Silent fires

Centennial Theatre, Auckland Grammar School, Auckland

05/10/2007 - 05/10/2007

Tempo Dance Festival 2007

Production Details


Kanan Deobhakta Dance Co


The fires within us that warm & comfort us, fires that provide warmth to others. Fires that have ignited but failed to warm, fires that have consumed to leave behind ashes, memories & destruction. Kanan celebrates 25 years of using traditional components of the Indian Classical & Contemporary styles of Bharata Natyam & Odissi, synthesizing dance & drama with contemporary flavour.

When: Fri 5 Oct
Where: Centennial Theatre
Time: 7.30pm
Duration: 60 mins
Tickets: $25 Adult / $20 Group of 10
Ticketing: Ticketek / Ph: 0800 842 538 / www.ticketek.co.nz



Dance , Indian classical dance ,


A sublime outcome

Review by Dr Mark James Hamilton 09th Oct 2007

Heavy drums, throbbing drones and bell tones augment measured Sanskrit lyrics, rhythmically rendered and boldly exposed by a voice with child-like purity. To stark melodic loops, cyclical repetitions of words and movement unfold. "Ag-ni. Ag-ni." Deobhakta’s feet follow the syllables – toe, heel, toe, heel. From this clear connection the choreographer-dancer leads us into more intricate relationships, inching away from the literal pairing into less easily defined cross-rhythmic tensions.

The performance illuminates texts worshipping fire – extolling the Sun’s bounty and evoking the primal drama of marriage ceremonies and funeral rites. Deobhakta carefully articulates her body and the space around her, drawing from her dual pedigree as an exponent of Odissi and Bharata Natyam. At all times, she realises the central tenet of these traditions – the sustaining of a tranquil centre amidst staccato feet, reaching arms and complex gestures.
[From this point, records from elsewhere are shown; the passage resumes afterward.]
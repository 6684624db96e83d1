// shadow.rs — Shadow linkage and reference-cycle detection
//
// A linked replacement is a structural replica of its source in which every
// node carries a shadow record naming the node it mirrors. Reads of
// essential state on a replica forward to the source; writes forward the
// same way (see `state`). Unlinked replicas instead snapshot the source's
// current essential values into `state` and stay independent.
//
// Composite nodes inside a copied subtree are copied as definitions so
// they re-expand on their own; linked ones keep a shadow record as
// provenance.
//
// Preconditions: `source` is live.
// Postconditions: identifiers below the root are `{parent}/{child}`.
// Failure modes: subtrees deeper than `max_shadow_depth` →
//                `CircularDependency`.
// Side effects: none.

use std::collections::BTreeSet;

use crate::composite::CompositeKind;
use crate::document::{Attribute, Document};
use crate::error::{ExpandError, Result};
use crate::id::ComponentIdx;
use crate::registry;
use crate::serialized::{AttributeValue, SerializedComponent, ShadowRecord};
use crate::value::Value;

// ── Linked replicas ─────────────────────────────────────────────────────────

/// Replica of `source` whose every node shadows its counterpart.
pub fn serialize_linked(
    doc: &Document,
    source: ComponentIdx,
    composite: ComponentIdx,
    base: &str,
) -> Result<SerializedComponent> {
    linked(doc, source, composite, base, true, 0)
}

fn linked(
    doc: &Document,
    source: ComponentIdx,
    composite: ComponentIdx,
    id: &str,
    primary: bool,
    depth: usize,
) -> Result<SerializedComponent> {
    check_depth(doc, source, depth)?;
    let comp = doc.component(source)?;
    let record = ShadowRecord {
        source,
        prop_variable: None,
        composite,
        is_primary_shadow: primary,
    };
    let mut out = SerializedComponent::new(comp.component_type.as_str())
        .with_identifier(id)
        .with_shadow(&record);

    let is_composite = comp.composite.is_some();
    for (name, attr) in &comp.attributes {
        let value = match attr {
            Attribute::Primitive(v) => AttributeValue::Primitive(v.clone()),
            Attribute::Component(c) if is_composite => AttributeValue::Component(Box::new(
                with_identifier(doc.to_serialized(*c)?, &child_id(doc, id, *c)),
            )),
            Attribute::Component(c) => AttributeValue::Component(Box::new(linked(
                doc,
                *c,
                composite,
                &child_id(doc, id, *c),
                false,
                depth + 1,
            )?)),
        };
        out.attributes.insert(name.clone(), value);
    }
    for &child in &comp.children {
        out.children
            .push(linked(doc, child, composite, &child_id(doc, id, child), false, depth + 1)?);
    }
    Ok(out)
}

// ── Unlinked replicas ───────────────────────────────────────────────────────

/// Independent replica of `source` holding its current essential values.
pub fn serialize_unlinked(doc: &Document, source: ComponentIdx, base: &str) -> Result<SerializedComponent> {
    unlinked(doc, source, base, 0)
}

fn unlinked(doc: &Document, source: ComponentIdx, id: &str, depth: usize) -> Result<SerializedComponent> {
    check_depth(doc, source, depth)?;
    let comp = doc.component(source)?;
    if comp.composite.is_some() {
        let mut def = doc.to_serialized(source)?;
        def.downstream_dependencies.clear();
        return Ok(with_identifier(def, id));
    }

    let info = registry::info(&comp.component_type);
    let mut out = SerializedComponent::new(comp.component_type.as_str()).with_identifier(id);
    let mut vars: Vec<&str> = info.essential.to_vec();
    if info.primary != "text" && !vars.contains(&info.primary) {
        vars.push(info.primary);
    }
    for var in vars {
        match doc.state_value(source, var)? {
            Value::Absent => {}
            v => {
                out.state.insert(var.to_string(), v);
            }
        }
    }

    for (name, attr) in &comp.attributes {
        let value = match attr {
            Attribute::Primitive(v) => AttributeValue::Primitive(v.clone()),
            Attribute::Component(c) => {
                AttributeValue::Component(Box::new(unlinked(doc, *c, &child_id(doc, id, *c), depth + 1)?))
            }
        };
        out.attributes.insert(name.clone(), value);
    }
    for &child in &comp.children {
        out.children.push(unlinked(doc, child, &child_id(doc, id, child), depth + 1)?);
    }
    Ok(out)
}

fn child_id(doc: &Document, parent_id: &str, child: ComponentIdx) -> String {
    format!("{}/{}", parent_id, doc.identifier(child))
}

/// Rename the root of a definition, prefixing nested identifiers with it.
fn with_identifier(mut def: SerializedComponent, id: &str) -> SerializedComponent {
    fn prefix(node: &mut SerializedComponent, id: &str) {
        for attr in node.attributes.values_mut() {
            if let AttributeValue::Component(c) = attr {
                rename(c, id);
            }
        }
        for child in &mut node.children {
            rename(child, id);
        }
    }
    fn rename(node: &mut SerializedComponent, parent: &str) {
        let own = match &node.unique_identifier {
            Some(uid) => format!("{}/{}", parent, uid),
            None => format!("{}/_{}", parent, node.component_type),
        };
        node.unique_identifier = Some(own.clone());
        prefix(node, &own);
    }
    def.unique_identifier = Some(id.to_string());
    prefix(&mut def, id);
    def
}

fn check_depth(doc: &Document, source: ComponentIdx, depth: usize) -> Result<()> {
    if depth > doc.options().max_shadow_depth {
        return Err(ExpandError::CircularDependency {
            component: source,
            state_variable: "children".into(),
        });
    }
    Ok(())
}

// ── Cycle detection ─────────────────────────────────────────────────────────

/// Whether copying `target` into `composite` would make the composite
/// (transitively) contain a copy of itself.
///
/// The ancestor set of the composite is its parent chain plus, for every
/// ancestor that shadows something, the shadowed source and its own
/// ancestors. The target chain is followed through copies of copies.
/// Walks that exceed `max_shadow_depth` count as cycles.
pub fn detect_cycle(doc: &Document, composite: ComponentIdx, target: ComponentIdx) -> bool {
    if target == composite {
        return true;
    }
    let max = doc.options().max_shadow_depth;
    let Some(ancestors) = ancestors(doc, composite, max) else {
        return true;
    };
    if ancestors.contains(&target) {
        return true;
    }

    let mut current = target;
    for _ in 0..max {
        let Some(next) = copy_target(doc, current) else {
            return false;
        };
        if next == composite || ancestors.contains(&next) {
            return true;
        }
        current = next;
    }
    true
}

fn ancestors(doc: &Document, composite: ComponentIdx, max: usize) -> Option<BTreeSet<ComponentIdx>> {
    let mut set = BTreeSet::new();
    let mut work: Vec<(ComponentIdx, usize)> = doc
        .get(composite)
        .and_then(|c| c.parent)
        .map(|p| vec![(p, 0)])
        .unwrap_or_default();
    while let Some((c, hops)) = work.pop() {
        if !set.insert(c) {
            continue;
        }
        let Some(comp) = doc.get(c) else {
            continue;
        };
        if let Some(p) = comp.parent {
            work.push((p, hops));
        }
        if let Some(shadow) = comp.shadow.as_ref().filter(|s| doc.contains(s.source)) {
            if hops + 1 > max {
                return None;
            }
            work.push((shadow.source, hops + 1));
        }
    }
    Some(set)
}

/// The component a copy named by `idx` currently targets.
fn copy_target(doc: &Document, idx: ComponentIdx) -> Option<ComponentIdx> {
    let comp = doc.get(idx)?;
    if comp.composite.as_ref()?.kind != CompositeKind::Copy {
        return None;
    }
    match comp.attributes.get("target")? {
        Attribute::Primitive(Value::Text(name)) => doc.lookup(name.trim()),
        _ => None,
    }
}

#[cfg(test)]
mod tests {
    use super::*;
    use crate::config::EngineOptions;

    fn number(name: &str, v: f64) -> SerializedComponent {
        SerializedComponent::new("number")
            .with_identifier(name)
            .with_state("value", Value::Number(v))
    }

    fn copy_of(name: &str, target: &str) -> SerializedComponent {
        SerializedComponent::new("copy")
            .with_identifier(name)
            .with_attribute("target", Value::Text(target.into()))
    }

    fn doc(children: Vec<SerializedComponent>) -> Document {
        let mut root = SerializedComponent::new("document");
        root.children = children;
        Document::from_serialized(root, EngineOptions::default()).unwrap()
    }

    #[test]
    fn linked_replica_shadows_every_node() {
        let mut p = SerializedComponent::new("p").with_identifier("p1");
        p.children = vec![number("a", 1.0), number("b", 2.0)];
        let d = doc(vec![p]);
        let p1 = d.lookup("p1").unwrap();
        let ser = serialize_linked(&d, p1, ComponentIdx(9), "c:p1").unwrap();
        assert_eq!(ser.unique_identifier.as_deref(), Some("c:p1"));
        let root = ser.shadow_record().unwrap();
        assert!(root.is_primary_shadow);
        assert_eq!(root.source, p1);
        assert_eq!(ser.children.len(), 2);
        assert_eq!(ser.children[0].unique_identifier.as_deref(), Some("c:p1/a"));
        let child = ser.children[1].shadow_record().unwrap();
        assert!(!child.is_primary_shadow);
        assert_eq!(child.source, d.lookup("b").unwrap());
        assert!(ser.children[0].state.is_empty());
    }

    #[test]
    fn unlinked_replica_snapshots_values() {
        let d = doc(vec![number("a", 4.0)]);
        let a = d.lookup("a").unwrap();
        let ser = serialize_unlinked(&d, a, "c:a").unwrap();
        assert!(!ser.is_linked());
        assert_eq!(ser.state["value"], Value::Number(4.0));
    }

    #[test]
    fn nested_composites_are_copied_as_definitions() {
        let mut g = SerializedComponent::new("group").with_identifier("g");
        g.children = vec![number("n", 1.0), copy_of("inner", "n")];
        let d = doc(vec![g]);
        let g = d.lookup("g").unwrap();
        let ser = serialize_unlinked(&d, g, "c:g").unwrap();
        let inner = &ser.children[1];
        assert_eq!(inner.component_type, "copy");
        assert_eq!(inner.unique_identifier.as_deref(), Some("c:g/inner"));
        assert_eq!(inner.primitive_attribute("target"), Some(&Value::Text("n".into())));
    }

    #[test]
    fn self_and_ancestor_targets_are_cycles() {
        let mut g = SerializedComponent::new("group").with_identifier("g");
        g.children = vec![copy_of("c", "g")];
        let d = doc(vec![g, number("n", 1.0), copy_of("self", "self")]);
        let c = d.lookup("c").unwrap();
        assert!(detect_cycle(&d, c, d.lookup("g").unwrap()));
        assert!(!detect_cycle(&d, c, d.lookup("n").unwrap()));
        let s = d.lookup("self").unwrap();
        assert!(detect_cycle(&d, s, s));
    }

    #[test]
    fn copy_chains_are_followed() {
        // a copies b, b copies a.
        let d = doc(vec![copy_of("a", "b"), copy_of("b", "a"), copy_of("x", "a")]);
        let a = d.lookup("a").unwrap();
        let b = d.lookup("b").unwrap();
        assert!(detect_cycle(&d, a, b));
        let x = d.lookup("x").unwrap();
        // x → a → b → a never reaches x, but the chain never ends either.
        assert!(detect_cycle(&d, x, a));
    }
}
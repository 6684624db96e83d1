// composite/shuffle.rs — <shuffle>children</shuffle>
//
// Linked replicas of the effective children in a permuted order. The
// permutation is drawn from the document's variant seed mixed with the
// shuffle's identifier, so it is stable across recomputations and
// differs between shuffles in one document.

use crate::document::{Document, ResolutionKind, ResolutionRequest};
use crate::error::Result;
use crate::id::{ComponentIdx, SourceIdentity};
use crate::rng;
use crate::shadow;
use crate::state::{Dependency, DependencySet};

use super::{pending_composites, Batches, SourceBatch};

pub fn declared_dependencies() -> DependencySet {
    vec![
        ("children".into(), Dependency::Children),
        (
            "variantSeed".into(),
            Dependency::External {
                name: "variantSeed".into(),
            },
        ),
        (
            "createComponentOfType".into(),
            Dependency::Attribute {
                name: "createComponentOfType".into(),
            },
        ),
        (
            "numComponents".into(),
            Dependency::Attribute {
                name: "numComponents".into(),
            },
        ),
    ]
}

pub fn resolution_requests(doc: &Document, idx: ComponentIdx) -> Vec<ResolutionRequest> {
    let Some(comp) = doc.get(idx) else {
        return Vec::new();
    };
    pending_composites(doc, &comp.children)
        .into_iter()
        .map(|c| ResolutionRequest {
            component: c,
            kind: ResolutionKind::RecalculateDownstreamComponents,
            state_variable: "children".into(),
            dependency: "children".into(),
        })
        .collect()
}

pub fn batches(doc: &Document, idx: ComponentIdx, uid: &str) -> Result<Batches> {
    let children = doc.effective_children(idx);
    let seed = format!("{}|{}", doc.options().variant_seed, uid);
    let mut out = Batches::default();
    for i in rng::permutation(&seed, children.len()) {
        let child = children[i];
        let base = format!("{}:{}", uid, doc.identifier(child));
        let mut batch = SourceBatch::new(SourceIdentity::Component(child));
        batch
            .replacements
            .push(shadow::serialize_linked(doc, child, idx, &base)?);
        out.sources.push(batch);
    }
    Ok(out)
}
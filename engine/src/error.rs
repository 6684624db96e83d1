//! Error types for expansion and update operations.
//!
//! Composite-local problems (missing props, cycles in a single source) are
//! reported as [`Diagnostic`](crate::diag::Diagnostic)s next to a best-effort
//! result. The errors here abort the current `expand`/`update` call entirely.

use thiserror::Error;

use crate::id::ComponentIdx;

/// Errors that abort an expansion or recomputation.
#[derive(Error, Debug)]
#[non_exhaustive]
pub enum ExpandError {
    // =========================================================================
    // RESOLUTION ERRORS
    // =========================================================================
    /// The dependency engine could not resolve a determine-dependencies step.
    #[error("Could not resolve {state_variable} of {component}: {message}")]
    Resolution {
        /// Component whose dependency failed to resolve.
        component: ComponentIdx,
        /// State variable (or dependency) being resolved.
        state_variable: String,
        /// Description of the failure.
        message: String,
    },

    /// A component index no longer refers to a live component.
    #[error("Component {0} does not exist")]
    UnknownComponent(ComponentIdx),

    /// Resolution requests kept coming back unresolved.
    #[error("Composite {component} still has unresolved dependencies after {rounds} rounds")]
    UnresolvedRequests {
        component: ComponentIdx,
        rounds: usize,
    },

    /// State evaluation exceeded the shadow-depth bound.
    #[error("Circular dependency evaluating {state_variable} of {component}")]
    CircularDependency {
        component: ComponentIdx,
        state_variable: String,
    },

    /// Recomputations kept triggering further recomputations.
    #[error("Update did not settle after {rounds} rounds")]
    UpdateDidNotSettle { rounds: usize },

    /// A patch does not fit the replacement list it is applied to.
    #[error("Invalid patch: {0}")]
    InvalidPatch(String),

    // =========================================================================
    // CONFIGURATION ERRORS
    // =========================================================================
    /// Attribute combination the composite cannot honor.
    #[error("Invalid attribute combination on <{component_type}>: {message}")]
    InvalidAttributeCombination {
        component_type: String,
        message: String,
    },

    /// Attribute the composite requires is absent.
    #[error("<{component_type}> requires attribute '{attribute}'")]
    MissingAttribute {
        component_type: String,
        attribute: String,
    },

    // =========================================================================
    // WRAPPED ERRORS
    // =========================================================================
    /// I/O error.
    #[error("I/O error: {0}")]
    Io(#[from] std::io::Error),

    /// JSON (de)serialization error.
    #[error("JSON error: {0}")]
    Json(#[from] serde_json::Error),
}

/// Result type alias for expansion operations.
pub type Result<T> = std::result::Result<T, ExpandError>;

impl ExpandError {
    pub fn resolution(
        component: ComponentIdx,
        state_variable: impl Into<String>,
        message: impl Into<String>,
    ) -> Self {
        Self::Resolution {
            component,
            state_variable: state_variable.into(),
            message: message.into(),
        }
    }

    /// Configuration errors are surfaced in place of the composite's output
    /// instead of aborting the whole document.
    pub fn is_configuration(&self) -> bool {
        matches!(
            self,
            Self::InvalidAttributeCombination { .. } | Self::MissingAttribute { .. }
        )
    }

    /// Get a user-friendly suggestion for fixing this error.
    pub fn suggestion(&self) -> Option<&'static str> {
        match self {
            Self::InvalidAttributeCombination { .. } => {
                Some("Specify createComponentOfType whenever numComponents is given.")
            }
            Self::MissingAttribute { .. } => Some("Add the missing attribute to the composite."),
            Self::CircularDependency { .. } => {
                Some("Check that no copy targets itself or one of its ancestors.")
            }
            _ => None,
        }
    }
}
The sequence of short narratives are danced and mimed on an empty stage, before stark panoramas created with Bill Brinsley’s elemental lighting – a blaze of flames, a sun in a blue sky, a moon rising. Deobhakta’s intricate actions and rich understated costume make her appear like an oil miniature framed in the vastness of a modern gallery.

Deobhakta deftly navigates past the titillating connotations that bedevil her idiom, exposing instead its profound intensity. She makes lucid the elegant reductionism that underpins Hindu allegories. Knowing that India’s classical forms are modern reformations, I was delighted to find shards of Vedic ritual spiking Silent Fires. Devotional salutations are made to all points of the compass. Symmetrical postural sequences are expanded by long frozen pauses, revealing the dance form’s sculptural connections and challenging the dancer’s resolve.

Seeing Deobhakta and her student Pratima emit bursts of ferocious potential, it is easy to conceive that in nature’s placidity resides the continual immanence of Sakti – the female Life Force goddess. Their stabbing jumps graze the stage. Their sturdy feet slap resoundingly. Their hands caress then claw the air.

This performance is accessible to the non-connoisseur without being condescending. Its clarity is resonantly sophisticated. Spaciousness informs the movement and the music: there is no sprinkling of petals or umpteen costume changes, there are no searing and soaring instruments spiralling dizzyingly around the melody.

Maybe necessity led to the performance’s structure – Indian dance’s supersonic speed requires crazy athleticism, and even a small orchestra eats holes in meagre resources of time and patience (some musicians are divine, but in my experience many are not). Whatever led to this programme, the outcome is sublime.

Deobhakta cunningly cuts short the final item – a reprise of the opening. Our attention is anchored to three words, "mana, citta, prana" (mind, intelligence, life force). This is a very pertinent close to a performance pregnant with meditations on these terms, and riddled with demonstrations of these concepts at work in Deobhakta’s dance.